Extracted records -
//! Error taxonomy for the protocol engine.
//!
//! Mirrors the five failure categories a Provider/Store pair can hit:
//! arguments rejected locally, inbound JSON that won't parse, a request
//! that outran its timeout, a remote `{error:{message}}` envelope, and
//! stream-side decode/create failures that must never tear down the
//! duplex.

use serde_json::Value;
use thiserror::Error;

/// Error produced anywhere in the dispatch/protocol engine.
#[derive(Debug, Error, Clone)]
pub enum PubSubError {
    /// A required argument was missing or invalid; rejected before any
    /// bus call was made.
    #[error("{0}")]
    Argument(String),

    /// Inbound JSON failed to parse.
    #[error("decode error: {0}")]
    Decode(String),

    /// A request timed out waiting for a reply.
    #[error("query timeout after {timeout_ms}ms")]
    Timeout {
        timeout_ms: u64,
        /// The original query, kept for diagnostics.
        query: Value,
    },

    /// The peer returned `{error:{message}}`.
    #[error("{message}")]
    Remote { message: String },

    /// A stream-side error: Readable decode failure, missing `object`,
    /// or a Writable create failure. Never terminates the duplex.
    #[error("{0}")]
    Stream(String),
}

impl PubSubError {
    pub fn argument(msg: impl Into<String>) -> Self {
        PubSubError::Argument(msg.into())
    }

    pub fn decode(msg: impl Into<String>) -> Self {
        PubSubError::Decode(msg.into())
    }

    pub fn remote(message: impl Into<String>) -> Self {
        PubSubError::Remote {
            message: message.into(),
        }
    }

    pub fn stream(msg: impl Into<String>) -> Self {
        PubSubError::Stream(msg.into())
    }

    /// The bare message, as carried in a wire error envelope.
    pub fn message(&self) -> String {
        match self {
            PubSubError::Argument(m) => m.clone(),
            PubSubError::Decode(m) => m.clone(),
            PubSubError::Timeout { timeout_ms, .. } => format!("query timeout after {timeout_ms}ms"),
            PubSubError::Remote { message } => message.clone(),
            PubSubError::Stream(m) => m.clone(),
        }
    }
}

impl From<serde_json::Error> for PubSubError {
    fn from(err: serde_json::Error) -> Self {
        PubSubError::Decode(err.to_string())
    }
}

pub type Result<T> = std::result::Result<T, PubSubError>;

About this task -
Exactly reproduce the line containing "for a reply." and all lines after it in the material, stopping only at the end.

Task answer -
    /// A request timed out waiting for a reply.
    #[error("query timeout after {timeout_ms}ms")]
    Timeout {
        timeout_ms: u64,
        /// The original query, kept for diagnostics.
        query: Value,
    },

    /// The peer returned `{error:{message}}`.
    #[error("{message}")]
    Remote { message: String },

    /// A stream-side error: Readable decode failure, missing `object`,
    /// or a Writable create failure. Never terminates the duplex.
    #[error("{0}")]
    Stream(String),
}

impl PubSubError {
    pub fn argument(msg: impl Into<String>) -> Self {
        PubSubError::Argument(msg.into())
    }

    pub fn decode(msg: impl Into<String>) -> Self {
        PubSubError::Decode(msg.into())
    }

    pub fn remote(message: impl Into<String>) -> Self {
        PubSubError::Remote {
            message: message.into(),
        }
    }

    pub fn stream(msg: impl Into<String>) -> Self {
        PubSubError::Stream(msg.into())
    }

    /// The bare message, as carried in a wire error envelope.
    pub fn message(&self) -> String {
        match self {
            PubSubError::Argument(m) => m.clone(),
            PubSubError::Decode(m) => m.clone(),
            PubSubError::Timeout { timeout_ms, .. } => format!("query timeout after {timeout_ms}ms"),
            PubSubError::Remote { message } => message.clone(),
            PubSubError::Stream(m) => m.clone(),
        }
    }
}

impl From<serde_json::Error> for PubSubError {
    fn from(err: serde_json::Error) -> Self {
        PubSubError::Decode(err.to_string())
    }
}

pub type Result<T> = std::result::Result<T, PubSubError>;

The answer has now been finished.